→ **Work task**:
Stopping right after the line with "if ext < MIN_VOID_EXTENT", please reproduce the material below exactly from its first line.

→ **Given data**:
----
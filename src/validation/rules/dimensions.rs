use super::DIMENSIONS_BOUNDS;
use crate::config::KernelConfig;
use crate::engine::Snapshot;
use crate::tree::{Axis, VoidBounds, VoidContent, MIN_VOID_EXTENT};
use crate::validation::Violation;

fn inside(inner: &VoidBounds, outer: &VoidBounds, tol: f64) -> bool {
    Axis::ALL
        .into_iter()
        .all(|a| inner.min(a) >= outer.min(a) - tol && inner.max(a) <= outer.max(a) + tol)
}

/// Sizes of assemblies, voids and panels.
pub fn bounds(snap: &Snapshot, config: &KernelConfig) -> Vec<Violation> {
    let rule = DIMENSIONS_BOUNDS;
    let eps = config.epsilon;
    let mut out = Vec::new();

    for (_, a) in snap.scene.assemblies() {
        let mt = a.material.thickness;
        let min = 2.0 * mt + 1.0;
        for axis in Axis::ALL {
            let ext = a.extent(axis);
            if ext < min {
                out.push(Violation::error(rule, format!("assembly {axis:?} extent is too small")).measured(ext, min));
            }
        }
        if a.material.finger_width < mt {
            out.push(
                Violation::warning(rule, "fingers are narrower than the material")
                    .measured(a.material.finger_width, mt),
            );
        }
        if let Ok(root) = snap.scene.void(a.root_void) {
            let expected = a.interior_bounds();
            if Axis::ALL.into_iter().any(|ax| {
                (root.bounds.min(ax) - expected.min(ax)).abs() > eps
                    || (root.bounds.extent(ax) - expected.extent(ax)).abs() > eps
            }) {
                out.push(Violation::error(rule, "root void does not match the assembly interior"));
            }
        }
        if let Some(parent) = a.parent_void.and_then(|v| snap.scene.void(v).ok()) {
            if !inside(&a.outer_bounds(), &parent.bounds, eps) {
                out.push(Violation::error(rule, "sub-assembly does not fit its void"));
            }
        }
    }

    for (_, v) in snap.scene.voids() {
        for axis in Axis::ALL {
            let ext = v.bounds.extent(axis);
            if ext < MIN_VOID_EXTENT {
                out.push(Violation::error(rule, format!("void {axis:?} extent is too small")).measured(ext, MIN_VOID_EXTENT));
            }
        }
        if let VoidContent::Subdivided(sub) = &v.content {
            for child in &sub.children {
                if let Ok(c) = snap.scene.void(*child) {
                    if !inside(&c.bounds, &v.bounds, eps) {
                        out.push(Violation::error(rule, "child void escapes its parent"));
                    }
                }
            }
        }
    }

    for p in &snap.panels {
        let smallest = p.width.min(p.height);
        if smallest < config.min_panel_dimension {
            out.push(
                Violation::error(rule, "panel is smaller than the minimum dimension")
                    .on(p.id)
                    .measured(smallest, config.min_panel_dimension),
            );
        }
    }
    out
}

#[cfg(test)]
#[allow(clippy::unwrap_used)]
mod tests {
    use super::*;
    use crate::tree::{MaterialConfig, Scene};

    #[test]
    fn thin_fingers_warn() {
        let mut s = Scene::new();
        let material = MaterialConfig {
            thickness: 6.0,
            finger_width: 4.0,
            finger_gap: 1.5,
        };
        s.create_assembly(200.0, 150.0, 100.0, material).unwrap();
        let cfg = KernelConfig::default();
        let v = bounds(&Snapshot::build(&s, &cfg).unwrap(), &cfg);
        assert_eq!(v.len(), 1);
        assert_eq!(v[0].severity, crate::validation::Severity::Warning);
    }
}
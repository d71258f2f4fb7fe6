//! Report types shared by all rules.

use std::fmt;

use serde::{Deserialize, Serialize};

use crate::tree::PanelId;

/// Severity of a finding.
#[derive(Debug, Clone, Copy, PartialEq, Eq, Serialize, Deserialize)]
pub enum Severity {
    /// Must be fixed before the design can be cut.
    Error,
    /// Advisory; may be intentional.
    Warning,
}

/// A single finding of one rule.
#[derive(Debug, Clone, PartialEq, Serialize, Deserialize)]
pub struct Violation {
    /// Stable id of the rule that produced it.
    pub rule: String,
    pub severity: Severity,
    pub panel: Option<PanelId>,
    /// Second panel for pairwise findings.
    pub other: Option<PanelId>,
    pub message: String,
    /// Measured value (overlap depth, extension length, ...).
    pub value: Option<f64>,
    /// Threshold the value was compared against.
    pub tolerance: Option<f64>,
}

impl Violation {
    #[must_use]
    pub fn error(rule: &str, message: impl Into<String>) -> Self {
        Self {
            rule: rule.to_string(),
            severity: Severity::Error,
            panel: None,
            other: None,
            message: message.into(),
            value: None,
            tolerance: None,
        }
    }

    #[must_use]
    pub fn warning(rule: &str, message: impl Into<String>) -> Self {
        Self {
            severity: Severity::Warning,
            ..Self::error(rule, message)
        }
    }

    #[must_use]
    pub fn on(mut self, panel: PanelId) -> Self {
        self.panel = Some(panel);
        self
    }

    #[must_use]
    pub fn with(mut self, other: PanelId) -> Self {
        self.other = Some(other);
        self
    }

    #[must_use]
    pub fn measured(mut self, value: f64, tolerance: f64) -> Self {
        self.value = Some(value);
        self.tolerance = Some(tolerance);
        self
    }
}

impl fmt::Display for Violation {
    fn fmt(&self, f: &mut fmt::Formatter<'_>) -> fmt::Result {
        let sev = match self.severity {
            Severity::Error => "ERROR",
            Severity::Warning => "WARN",
        };
        write!(f, "[{sev}] {}", self.rule)?;
        if let Some(p) = &self.panel {
            write!(f, " {p}")?;
        }
        if let Some(p) = &self.other {
            write!(f, " / {p}")?;
        }
        write!(f, ": {}", self.message)?;
        if let Some(v) = self.value {
            write!(f, " value={v:.3}")?;
        }
        if let Some(t) = self.tolerance {
            write!(f, " tol={t:.3}")?;
        }
        Ok(())
    }
}

/// Counts describing what a validation run covered.
#[derive(Debug, Clone, Default, PartialEq, Eq, Serialize, Deserialize)]
pub struct ValidationSummary {
    pub rules_run: usize,
    pub panels: usize,
    pub panel_pairs: usize,
    pub errors: usize,
    pub warnings: usize,
}

/// Aggregate result of a validation run.
#[derive(Debug, Clone, Default, PartialEq, Serialize, Deserialize)]
pub struct ValidationReport {
    /// `true` when there are no errors (warnings allowed).
    pub valid: bool,
    pub errors: Vec<Violation>,
    pub warnings: Vec<Violation>,
    pub summary: ValidationSummary,
}

impl ValidationReport {
    /// Errors produced by one rule.
    #[must_use]
    pub fn errors_of(&self, rule: &str) -> Vec<&Violation> {
        self.errors.iter().filter(|v| v.rule == rule).collect()
    }

    /// Warnings produced by one rule.
    #[must_use]
    pub fn warnings_of(&self, rule: &str) -> Vec<&Violation> {
        self.warnings.iter().filter(|v| v.rule == rule).collect()
    }

    #[must_use]
    pub fn no_errors_of(&self, rule: &str) -> bool {
        !self.errors.iter().any(|v| v.rule == rule)
    }
}

impl fmt::Display for ValidationReport {
    fn fmt(&self, f: &mut fmt::Formatter<'_>) -> fmt::Result {
        f.write_str(&super::format::format_report(self))
    }
}
impl Scene {
    /// Creates an empty scene.
    #[must_use]
    pub fn new() -> Self {
        Self::default()
    }

    #[must_use]
    pub fn root(&self) -> Option<AssemblyId> {
        self.root
    }

    /// Revision stamp assigned by the engine on every accepted mutation.
    #[must_use]
    pub fn revision(&self) -> u64 {
        self.revision
    }

    // --- Lookups ---

    /// Returns the assembly data, or an error if not found.
    ///
    /// # Errors
    ///
    /// Returns [`TreeError::AssemblyNotFound`].
    pub fn assembly(&self, id: AssemblyId) -> Result<&AssemblyData> {
        Ok(self.assemblies.get(id).ok_or(TreeError::AssemblyNotFound)?)
    }

    fn assembly_mut(&mut self, id: AssemblyId) -> Result<&mut AssemblyData> {
        Ok(self.assemblies.get_mut(id).ok_or(TreeError::AssemblyNotFound)?)
    }

    /// Returns the void data, or an error if not found.
    ///
    /// # Errors
    ///
    /// Returns [`TreeError::VoidNotFound`].
    pub fn void(&self, id: VoidId) -> Result<&VoidData> {
        Ok(self.voids.get(id).ok_or(TreeError::VoidNotFound)?)
    }

    fn void_mut(&mut self, id: VoidId) -> Result<&mut VoidData> {
        Ok(self.voids.get_mut(id).ok_or(TreeError::VoidNotFound)?)
    }

    pub fn assemblies(&self) -> impl Iterator<Item = (AssemblyId, &AssemblyData)> {
        self.assemblies.iter()
    }

    pub fn voids(&self) -> impl Iterator<Item = (VoidId, &VoidData)> {
        self.voids.iter()
    }

    #[must_use]
    pub fn edits(&self, panel: &PanelId) -> Option<&PanelEdits> {
        self.edits.get(panel)
    }

    /// Edits of `panel`, created empty on first use.
    pub fn edits_mut(&mut self, panel: PanelId) -> &mut PanelEdits {
        self.edits.entry(panel).or_default()
    }

    /// Assemblies in depth-first order starting at the root.
    #[must_use]
    pub fn assembly_order(&self) -> Vec<AssemblyId> {
        let mut out = Vec::new();
        if let Some(root) = self.root {
            self.collect_assemblies(root, &mut out);
        }
        out
    }

    fn collect_assemblies(&self, id: AssemblyId, out: &mut Vec<AssemblyId>) {
        out.push(id);
        if let Some(a) = self.assemblies.get(id) {
            for void in self.void_order(a.root_void) {
                if let Some(VoidContent::SubAssembly(sub)) = self.voids.get(void).map(|v| &v.content) {
                    self.collect_assemblies(*sub, out);
                }
            }
        }
    }

    /// `void` and its descendants (not crossing into sub-assemblies), depth first.
    #[must_use]
    pub fn void_order(&self, void: VoidId) -> Vec<VoidId> {
        let mut out = Vec::new();
        let mut stack = vec![void];
        while let Some(v) = stack.pop() {
            let Some(data) = self.voids.get(v) else {
                continue;
            };
            out.push(v);
            if let VoidContent::Subdivided(sub) = &data.content {
                stack.extend(sub.children.iter().rev());
            }
        }
        out
    }

    /// Whether `panel` currently exists as a node-backed panel.
    #[must_use]
    pub fn panel_exists(&self, panel: &PanelId) -> bool {
        match panel {
            PanelId::Face { assembly, .. } => self.assemblies.contains_key(*assembly),
            PanelId::Divider { void, axis, index } => self
                .voids
                .get(*void)
                .and_then(VoidData::subdivision)
                .is_some_and(|sub| {
                    sub.splits
                        .iter()
                        .any(|s| s.axis == *axis && *index < s.positions.len())
                }),
        }
    }

    // --- Assemblies ---

    /// Replaces the whole scene with a single root assembly.
    ///
    /// # Errors
    ///
    /// Returns an error for an invalid material or a box too small to hold
    /// its own walls.
    pub fn create_assembly(&mut self, width: f64, height: f64, depth: f64, material: MaterialConfig) -> Result<AssemblyId> {
        validate_material(&material)?;
        let mut fresh = Scene {
            revision: self.revision,
            ..Scene::default()
        };
        let id = fresh.insert_assembly(Point3::origin(), [width, height, depth], material, None, 0.0)?;
        fresh.root = Some(id);
        *self = fresh;
        Ok(id)
    }

    fn insert_assembly(
        &mut self,
        origin: Point3,
        dims: [f64; 3],
        material: MaterialConfig,
        parent_void: Option<VoidId>,
        clearance: f64,
    ) -> Result<AssemblyId> {
        check_dimensions(dims, material.thickness)?;
        let placeholder = AssemblyData {
            width: dims[0],
            height: dims[1],
            depth: dims[2],
            origin,
            material,
            solid: [true; 6],
            axis: Axis::Y,
            lids: [LidConfig::default(); 2],
            feet: None,
            root_void: VoidId::default(),
            parent_void,
            clearance,
        };
        let bounds = placeholder.interior_bounds();
        let id = self.assemblies.insert(placeholder);
        let root_void = self.voids.insert(VoidData::new(bounds, id, None));
        self.assembly_mut(id)?.root_void = root_void;
        Ok(id)
    }

    /// Resizes the root assembly, rescaling subdivisions and refitting sub-assemblies.
    ///
    /// # Errors
    ///
    /// Fails for sub-assemblies (they follow their void) or when the new size
    /// leaves a compartment without room.
    pub fn resize_assembly(&mut self, id: AssemblyId, width: f64, height: f64, depth: f64) -> Result<()> {
        let a = self.assembly_mut(id)?;
        if a.parent_void.is_some() {
            return Err(invalid("sub-assemblies are sized by their void"));
        }
        a.width = width;
        a.height = height;
        a.depth = depth;
        self.refit_assembly(id)
    }

    /// Sets the material of an assembly and every nested sub-assembly.
    ///
    /// # Errors
    ///
    /// Rejects invalid materials and thicknesses the layout cannot hold.
    pub fn set_material(&mut self, id: AssemblyId, material: MaterialConfig) -> Result<()> {
        validate_material(&material)?;
        self.assembly(id)?;
        let nested: Vec<AssemblyId> = {
            let mut out = Vec::new();
            self.collect_assemblies(id, &mut out);
            out
        };
        for a in nested {
            self.assembly_mut(a)?.material = material;
        }
        self.refit_assembly(id)
    }

    /// Flips a face between solid and open.
    ///
    /// # Errors
    ///
    /// Returns [`TreeError::AssemblyNotFound`].
    pub fn toggle_face(&mut self, id: AssemblyId, face: FaceId) -> Result<()> {
        let a = self.assembly_mut(id)?;
        a.solid[face.index()] = !a.solid[face.index()];
        Ok(())
    }

    /// # Errors
    ///
    /// Returns [`TreeError::AssemblyNotFound`].
    pub fn set_axis(&mut self, id: AssemblyId, axis: Axis) -> Result<()> {
        self.assembly_mut(id)?.axis = axis;
        Ok(())
    }

    /// # Errors
    ///
    /// Returns [`TreeError::AssemblyNotFound`].
    pub fn set_lid(&mut self, id: AssemblyId, side: LidSide, config: LidConfig) -> Result<()> {
        self.assembly_mut(id)?.lids[side.index()] = config;
        Ok(())
    }

    /// Sets or clears the feet of an assembly.
    ///
    /// # Errors
    ///
    /// Rejects non-positive height or width, a negative inset, or feet that
    /// do not fit on the shortest wall.
    pub fn set_feet(&mut self, id: AssemblyId, feet: Option<FeetConfig>) -> Result<()> {
        let a = self.assembly_mut(id)?;
        if let Some(f) = &feet {
            if !(f.height > 0.0 && f.width > 0.0 && f.inset >= 0.0) {
                return Err(invalid("feet need positive height and width"));
            }
            let shortest = [a.width, a.height, a.depth]
                .into_iter()
                .enumerate()
                .filter(|(i, _)| *i != a.axis.index())
                .map(|(_, v)| v)
                .fold(f64::INFINITY, f64::min);
            if 2.0 * (f.inset + f.width) > shortest {
                return Err(invalid("feet do not fit on the walls"));
            }
        }
        a.feet = feet;
        Ok(())
    }

    fn refit_assembly(&mut self, id: AssemblyId) -> Result<()> {
        let a = self.assembly(id)?;
        check_dimensions([a.width, a.height, a.depth], a.material.thickness)?;
        let (root_void, interior) = (a.root_void, a.interior_bounds());
        self.refit_void(root_void, interior)
    }

    fn refit_void(&mut self, id: VoidId, bounds: VoidBounds) -> Result<()> {
        let data = self.void(id)?;
        let old = data.bounds;
        let content = data.content.clone();
        let mt = self.assembly(data.assembly)?.material.thickness;
        self.void_mut(id)?.bounds = bounds;
        match content {
            VoidContent::Leaf => Ok(()),
            VoidContent::Subdivided(mut sub) => {
                for split in &mut sub.splits {
                    split.positions = void::rescale_positions(
                        &split.positions,
                        old.min(split.axis),
                        old.extent(split.axis),
                        bounds.min(split.axis),
                        bounds.extent(split.axis),
                    );
                }
                let cells = void::child_bounds(&bounds, &sub.splits, mt, MIN_VOID_EXTENT)?;
                for (child, cell) in sub.children.iter().zip(cells) {
                    self.refit_void(*child, cell)?;
                }
                self.void_mut(id)?.content = VoidContent::Subdivided(sub);
                Ok(())
            }
            VoidContent::SubAssembly(sub) => self.fit_sub_assembly(sub, &bounds),
        }
    }

    fn fit_sub_assembly(&mut self, id: AssemblyId, bounds: &VoidBounds) -> Result<()> {
        let a = self.assembly_mut(id)?;
        let c = a.clearance;
        a.origin = Point3::new(bounds.x + c, bounds.y + c, bounds.z + c);
        a.width = bounds.w - 2.0 * c;
        a.height = bounds.h - 2.0 * c;
        a.depth = bounds.d - 2.0 * c;
        self.refit_assembly(id)
    }

    // --- Subdivisions ---

    /// Splits a leaf void with one split (parallel dividers) or two splits on
    /// different axes (grid).
    ///
    /// # Errors
    ///
    /// Fails when the void is not a leaf, the split set is malformed, or a
    /// compartment would have no room.
    pub fn add_subdivision(&mut self, id: VoidId, mut splits: Vec<Split>) -> Result<Vec<VoidId>> {
        let data = self.void(id)?;
        if !data.is_leaf() {
            return Err(TreeError::NotALeaf.into());
        }
        if splits.is_empty() || splits.len() > 2 {
            return Err(invalid("a subdivision needs one or two splits"));
        }
        if splits.len() == 2 && splits[0].axis == splits[1].axis {
            return Err(invalid("grid splits must use different axes"));
        }
        for split in &mut splits {
            if split.positions.is_empty() {
                return Err(invalid("a split needs at least one position"));
            }
            split.positions.sort_by(f64::total_cmp);
        }
        let (bounds, assembly) = (data.bounds, data.assembly);
        let mt = self.assembly(assembly)?.material.thickness;
        let cells = void::child_bounds(&bounds, &splits, mt, MIN_VOID_EXTENT)?;
        let children: Vec<VoidId> = cells
            .into_iter()
            .map(|cell| self.voids.insert(VoidData::new(cell, assembly, Some(id))))
            .collect();
        self.void_mut(id)?.content = VoidContent::Subdivided(Subdivision {
            splits,
            children: children.clone(),
        });
        Ok(children)
    }

    /// Merges the children of a subdivided void back into a leaf.
    ///
    /// # Errors
    ///
    /// Returns [`TreeError::NotSubdivided`] when the void has no subdivision.
    pub fn remove_subdivision(&mut self, id: VoidId) -> Result<()> {
        let Some(sub) = self.void(id)?.subdivision().cloned() else {
            return Err(TreeError::NotSubdivided.into());
        };
        for child in sub.children {
            self.remove_void_tree(child);
        }
        self.void_mut(id)?.content = VoidContent::Leaf;
        self.purge_edits();
        Ok(())
    }

    fn remove_void_tree(&mut self, id: VoidId) {
        let Some(data) = self.voids.remove(id) else {
            return;
        };
        match data.content {
            VoidContent::Leaf => {}
            VoidContent::Subdivided(sub) => {
                for child in sub.children {
                    self.remove_void_tree(child);
                }
            }
            VoidContent::SubAssembly(a) => self.remove_assembly_tree(a),
        }
    }

    fn remove_assembly_tree(&mut self, id: AssemblyId) {
        if let Some(a) = self.assemblies.remove(id) {
            self.remove_void_tree(a.root_void);
        }
    }

    // --- Sub-assemblies ---

    /// Places a nested assembly in a leaf void, `clearance` mm from each side.
    ///
    /// # Errors
    ///
    /// Fails when the void is not a leaf or too small for the clearance and walls.
    pub fn create_sub_assembly(&mut self, void: VoidId, clearance: f64) -> Result<AssemblyId> {
        let data = self.void(void)?;
        if !data.is_leaf() {
            return Err(TreeError::NotALeaf.into());
        }
        if !(clearance >= 0.0) {
            return Err(invalid("clearance must be non-negative"));
        }
        let b = data.bounds;
        let parent = self.assembly(data.assembly)?;
        let (material, axis) = (parent.material, parent.axis);
        let id = self.insert_assembly(
            Point3::new(b.x + clearance, b.y + clearance, b.z + clearance),
            [b.w - 2.0 * clearance, b.h - 2.0 * clearance, b.d - 2.0 * clearance],
            material,
            Some(void),
            clearance,
        )?;
        self.assembly_mut(id)?.axis = axis;
        self.void_mut(void)?.content = VoidContent::SubAssembly(id);
        Ok(id)
    }

    /// Removes a sub-assembly, leaving its void a leaf again.
    ///
    /// # Errors
    ///
    /// Fails for the root assembly.
    pub fn remove_sub_assembly(&mut self, id: AssemblyId) -> Result<()> {
        let Some(parent) = self.assembly(id)?.parent_void else {
            return Err(invalid("the root assembly cannot be removed"));
        };
        self.remove_assembly_tree(id);
        self.void_mut(parent)?.content = VoidContent::Leaf;
        self.purge_edits();
        Ok(())
    }

    /// Drops edits whose panel no longer exists.
    fn purge_edits(&mut self) {
        let live: Vec<PanelId> = self
            .edits
            .keys()
            .filter(|p| self.panel_exists(p))
            .copied()
            .collect();
        self.edits.retain(|p, _| live.contains(p));
    }
}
----
→ **Response to the exercise**:
filename src/validation/rules/dimensions.rs
use super::DIMENSIONS_BOUNDS;
use crate::config::KernelConfig;
use crate::engine::Snapshot;
use crate::tree::{Axis, VoidBounds, VoidContent, MIN_VOID_EXTENT};
use crate::validation::Violation;

fn inside(inner: &VoidBounds, outer: &VoidBounds, tol: f64) -> bool {
    Axis::ALL
        .into_iter()
        .all(|a| inner.min(a) >= outer.min(a) - tol && inner.max(a) <= outer.max(a) + tol)
}

/// Sizes of assemblies, voids and panels.
pub fn bounds(snap: &Snapshot, config: &KernelConfig) -> Vec<Violation> {
    let rule = DIMENSIONS_BOUNDS;
    let eps = config.epsilon;
    let mut out = Vec::new();

    for (_, a) in snap.scene.assemblies() {
        let mt = a.material.thickness;
        let min = 2.0 * mt + 1.0;
        for axis in Axis::ALL {
            let ext = a.extent(axis);
            if ext < min {
                out.push(Violation::error(rule, format!("assembly {axis:?} extent is too small")).measured(ext, min));
            }
        }
        if a.material.finger_width < mt {
            out.push(
                Violation::warning(rule, "fingers are narrower than the material")
                    .measured(a.material.finger_width, mt),
            );
        }
        if let Ok(root) = snap.scene.void(a.root_void) {
            let expected = a.interior_bounds();
            if Axis::ALL.into_iter().any(|ax| {
                (root.bounds.min(ax) - expected.min(ax)).abs() > eps
                    || (root.bounds.extent(ax) - expected.extent(ax)).abs() > eps
            }) {
                out.push(Violation::error(rule, "root void does not match the assembly interior"));
            }
        }
        if let Some(parent) = a.parent_void.and_then(|v| snap.scene.void(v).ok()) {
            if !inside(&a.outer_bounds(), &parent.bounds, eps) {
                out.push(Violation::error(rule, "sub-assembly does not fit its void"));
            }
        }
    }

    for (_, v) in snap.scene.voids() {
        for axis in Axis::ALL {
            let ext = v.bounds.extent(axis);
            if ext < MIN_VOID_EXTENT {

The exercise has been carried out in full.